A High Court judge in London has decided that English courts do not have sufficient grounds for jurisdiction to hear attempts by Ukraine’s state-owned bank Privatbank’s owners to recover billions of dollars they claim were embezzled by the bank’s original owners, oligarchs Ihor Kolomoisky and Gennadiy Boholyubov.
The new, government-approved owners of PrivatBank brought proceedings in the London High Court in 2017, which led to a worldwide freeze of the two men’s assets to the tune of $2.5 billion.
The judge, Justice Timothy Miles Fancourt, presided over hearings in London’s High Court last July where lawyers for the two Ukrainian businessmen argued that the English court system was not the right place for legal action against their clients and demanded that the freeze orders be rescinded.
On Nov. 23 the judge announced his decision agreeing with the businessmen’s lawyers.

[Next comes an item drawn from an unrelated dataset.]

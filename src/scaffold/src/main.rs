use std::process::ExitCode;

fn main() -> ExitCode {
    sfhelper_cli::main()
}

PrivatBank executives and the bank’s London-based lawyers said they would appeal the decision and the freeze order will stay in place until that appeal process concludes. PrivatBank said the full judgment has not yet been issued as the judge was considering some additional technical issues.

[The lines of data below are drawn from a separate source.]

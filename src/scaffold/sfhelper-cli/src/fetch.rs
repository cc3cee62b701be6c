//! Template fetching: resolving template references and materializing
//! templates on disk.

use flate2::read::GzDecoder;
use std::fmt;
use std::fs;
use std::io;
use std::path::{Path, PathBuf};
use tar::Archive;
use tracing::debug;

const USER_AGENT: &str = concat!("scaffold-cli/", env!("CARGO_PKG_VERSION"));
const DEFAULT_GITHUB_REF: &str = "master";

/// Errors from resolving or fetching a template.
#[derive(Debug, thiserror::Error)]
pub enum FetchError {
    #[error("template reference is empty")]
    EmptyReference,

    #[error(
        "unsupported template reference '{0}' \
         (expected direct:<url>, github:<owner>/<repo>[#<ref>], or file:<path>)"
    )]
    Unsupported(String),

    #[error("building HTTP client: {0}")]
    Client(#[source] reqwest::Error),

    #[error("requesting {url}: {source}")]
    Http {
        url: String,
        #[source]
        source: reqwest::Error,
    },

    #[error("downloading {url}: server responded with {status}")]
    Status {
        url: String,
        status: reqwest::StatusCode,
    },

    #[error("unpacking template archive from {url}: {source}")]
    Unpack {
        url: String,
        #[source]
        source: io::Error,
    },

    #[error("template directory {path} does not exist")]
    MissingLocal { path: String },

    #[error("materializing template at {path}: {source}")]
    Io {
        path: String,
        #[source]
        source: io::Error,
    },
}

fn io_err(path: &Path) -> impl FnOnce(io::Error) -> FetchError + '_ {
    move |source| FetchError::Io {
        path: path.display().to_string(),
        source,
    }
}

// ============================================================================
// Template references
// ============================================================================

/// Where a template lives.
#[derive(Debug, Clone, PartialEq, Eq)]
pub enum TemplateSource {
    /// A gzip tarball served over HTTP(S). A single top-level directory in
    /// the archive is stripped.
    Archive { url: String },
    /// A template directory on the local filesystem.
    Local { path: PathBuf },
}

impl TemplateSource {
    /// Resolve a template reference. Relative local paths are taken relative
    /// to `base`.
    ///
    /// Accepted forms:
    /// - `direct:<url>`: an HTTP(S) tarball
    /// - `github:<owner>/<repo>[#<ref>]`, or the bare `<owner>/<repo>[#<ref>]`
    /// - `file:<path>`, or the path of an existing directory
    pub fn parse(reference: &str, base: &Path) -> Result<Self, FetchError> {
        let reference = reference.trim();
        if reference.is_empty() {
            return Err(FetchError::EmptyReference);
        }
        let unsupported = || FetchError::Unsupported(reference.to_string());

        if let Some(url) = reference.strip_prefix("direct:") {
            let url = url.trim();
            if url.starts_with("https://") || url.starts_with("http://") {
                return Ok(TemplateSource::Archive {
                    url: url.to_string(),
                });
            }
            return Err(unsupported());
        }
        if let Some(path) = reference.strip_prefix("file:") {
            return Ok(TemplateSource::Local {
                path: base.join(path.trim()),
            });
        }
        if let Some(repo) = reference.strip_prefix("github:") {
            return github_archive(repo.trim()).ok_or_else(unsupported);
        }

        let local = base.join(reference);
        if local.is_dir() {
            return Ok(TemplateSource::Local { path: local });
        }
        github_archive(reference).ok_or_else(unsupported)
    }
}

impl fmt::Display for TemplateSource {
    fn fmt(&self, f: &mut fmt::Formatter<'_>) -> fmt::Result {
        match self {
            TemplateSource::Archive { url } => write!(f, "{url}"),
            TemplateSource::Local { path } => write!(f, "{}", path.display()),
        }
    }
}

/// `owner/repo[#ref]` to the GitHub archive tarball of that ref.
fn github_archive(repo: &str) -> Option<TemplateSource> {
    let (repo, git_ref) = repo.split_once('#').unwrap_or((repo, DEFAULT_GITHUB_REF));
    let (owner, name) = repo.split_once('/')?;
    let is_segment = |s: &str| {
        !s.is_empty()
            && s
                .chars()
                .all(|c| c.is_ascii_alphanumeric() || matches!(c, '-' | '_' | '.'))
    };
    if !is_segment(owner) || !is_segment(name) || git_ref.is_empty() {
        return None;
    }
    Some(TemplateSource::Archive {
        url: format!("https://github.com/{owner}/{name}/archive/{git_ref}.tar.gz"),
    })
}

// ============================================================================
// Fetching
// ============================================================================

/// Materializes templates on disk.
pub trait Fetcher {
    /// Place the template's files directly inside `dest`, which must be
    /// missing or empty.
    ///
    /// The template is staged next to `dest` first, and the staging
    /// directory is removed whatever happens. A failed download, unpack or
    /// copy leaves `dest` as it was; a failure while moving the staged files
    /// into `dest` can leave it holding part of the template.
    fn fetch(&self, source: &TemplateSource, dest: &Path) -> Result<(), FetchError>;
}

/// The default fetcher: downloads archives over HTTP and copies local
/// template directories.
pub struct TemplateFetcher {
    client: reqwest::blocking::Client,
}

impl TemplateFetcher {
    pub fn new() -> Result<Self, FetchError> {
        let client = reqwest::blocking::Client::builder()
            .user_agent(USER_AGENT)
            .build()
            .map_err(FetchError::Client)?;
        Ok(Self { client })
    }

    fn download(&self, url: &str) -> Result<Vec<u8>, FetchError> {
        debug!(url, "downloading template archive");
        let http_err = |source| FetchError::Http {
            url: url.to_string(),
            source,
        };
        let response = self.client.get(url).send().map_err(http_err)?;

        if !response.status().is_success() {
            return Err(FetchError::Status {
                url: url.to_string(),
                status: response.status(),
            });
        }

        let bytes = response.bytes().map_err(http_err)?;
        debug!(url, size = bytes.len(), "downloaded template archive");
        Ok(bytes.to_vec())
    }
}

impl Fetcher for TemplateFetcher {
    fn fetch(&self, source: &TemplateSource, dest: &Path) -> Result<(), FetchError> {
        // Stage next to `dest` so the final move is a rename on one filesystem.
        let parent = match dest.parent() {
            Some(p) if !p.as_os_str().is_empty() => p.to_path_buf(),
            _ => PathBuf::from("."),
        };
        fs::create_dir_all(&parent).map_err(io_err(&parent))?;
        let staging = tempfile::Builder::new()
            .prefix(".scaffold-")
            .tempdir_in(&parent)
            .map_err(io_err(&parent))?;

        let root = match source {
            TemplateSource::Archive { url } => {
                let bytes = self.download(url)?;
                let unpack_err = |source| FetchError::Unpack {
                    url: url.clone(),
                    source,
                };
                unpack_archive(&bytes, staging.path()).map_err(unpack_err)?;
                template_root(staging.path()).map_err(unpack_err)?
            }
            TemplateSource::Local { path } => {
                if !path.is_dir() {
                    return Err(FetchError::MissingLocal {
                        path: path.display().to_string(),
                    });
                }
                debug!(path = %path.display(), "copying local template");
                crate::sync::copy_tree(path, staging.path()).map_err(io_err(path))?;
                staging.path().to_path_buf()
            }
        };

        move_contents(&root, dest).map_err(io_err(dest))?;
        staging.close().map_err(io_err(&parent))
    }
}

/// Unpack a gzip tarball into `dest`.
pub fn unpack_archive(bytes: &[u8], dest: &Path) -> io::Result<()> {
    let decoder = GzDecoder::new(bytes);
    let mut archive = Archive::new(decoder);
    archive.unpack(dest)
}

/// The directory holding the template inside an unpacked archive: the single
/// top-level directory if the archive has exactly one entry and it is a
/// directory, otherwise `dir` itself.
pub fn template_root(dir: &Path) -> io::Result<PathBuf> {
    let entries = fs::read_dir(dir)?.collect::<io::Result<Vec<_>>>()?;
    if let [only] = entries.as_slice() {
        if only.file_type()?.is_dir() {
            return Ok(only.path());
        }
    }
    Ok(dir.to_path_buf())
}

fn move_contents(from: &Path, to: &Path) -> io::Result<()> {
    fs::create_dir_all(to)?;
    for entry in fs::read_dir(from)? {
        let entry = entry?;
        fs::rename(entry.path(), to.join(entry.file_name()))?;
    }
    Ok(())
}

The two oligarchs owned PrivatBank, Ukraine’s largest bank, and are accused of defrauding it for years before the Ukrainian government nationalized it in 2016 and was forced to inject $5.5 billion in public money to replace missing cash.
Privabank’s current owners, appointed after the nationalization, wanted any trial to be held in England because of concerns that Kolomoisky and Boholyubov, two of Ukraine’s wealthiest businessmen, would be able to influence Ukraine’s notoriously corrupt courts.
The legal proceedings concerned only whether English courts were the correct jurisdiction for any eventual trial and were not to decide on the guilt or innocence of the two Ukrainian oligarchs.
PrivatBank issued a statement in which it said despite the decision not being the one they desired, the judge “found that the evidence is strongly indicative of an elaborate fraud and money laundering on a vast scale” at the bank.
The statement went on to say: “Despite the judge finding that the bank has been the victim of a massive fraud – between $329 million and $1.2 billion – he concluded that the English court does not have jurisdiction over its claims against its former shareholders.
“This judgment is just the first stage of the process and the bank has been granted permission to appeal the decision on jurisdiction and is confident that it will ultimately succeed in bringing its claims to trial in London. The freezing order will remain in place in full until the Court of Appeal has heard the Bank’s further application for permission to appeal on other grounds.”
Privabank’s CEO, Petr Krumphanzl, said: “It is clear that the judge had little doubt that the former shareholders are responsible for a multi-billion-dollar fraud on the bank. We remain committed to recovering these funds through the London court process and retain our faith that the English court will ultimately do justice between the parties.”
Richard Lewis, a partner at Hogan Lovells, the British law firm representing PrivatBank, said they had known that the legal issues about jurisdiction were so complex that they would ultimately have to be decided by an appeal court. “We are confident that they will be resolved in the Bank’s favor,” he said.
He said that admissions by Kolomoisky and Boholyubov’s side during the summer hearings bolster the bank’s allegations that the two men used complex, sham transactions to funnel out large sums of money. That would help PrivatBank’s case, said Lewis “if, as we expect, the bank’s claims ultimately proceed to trial in England.”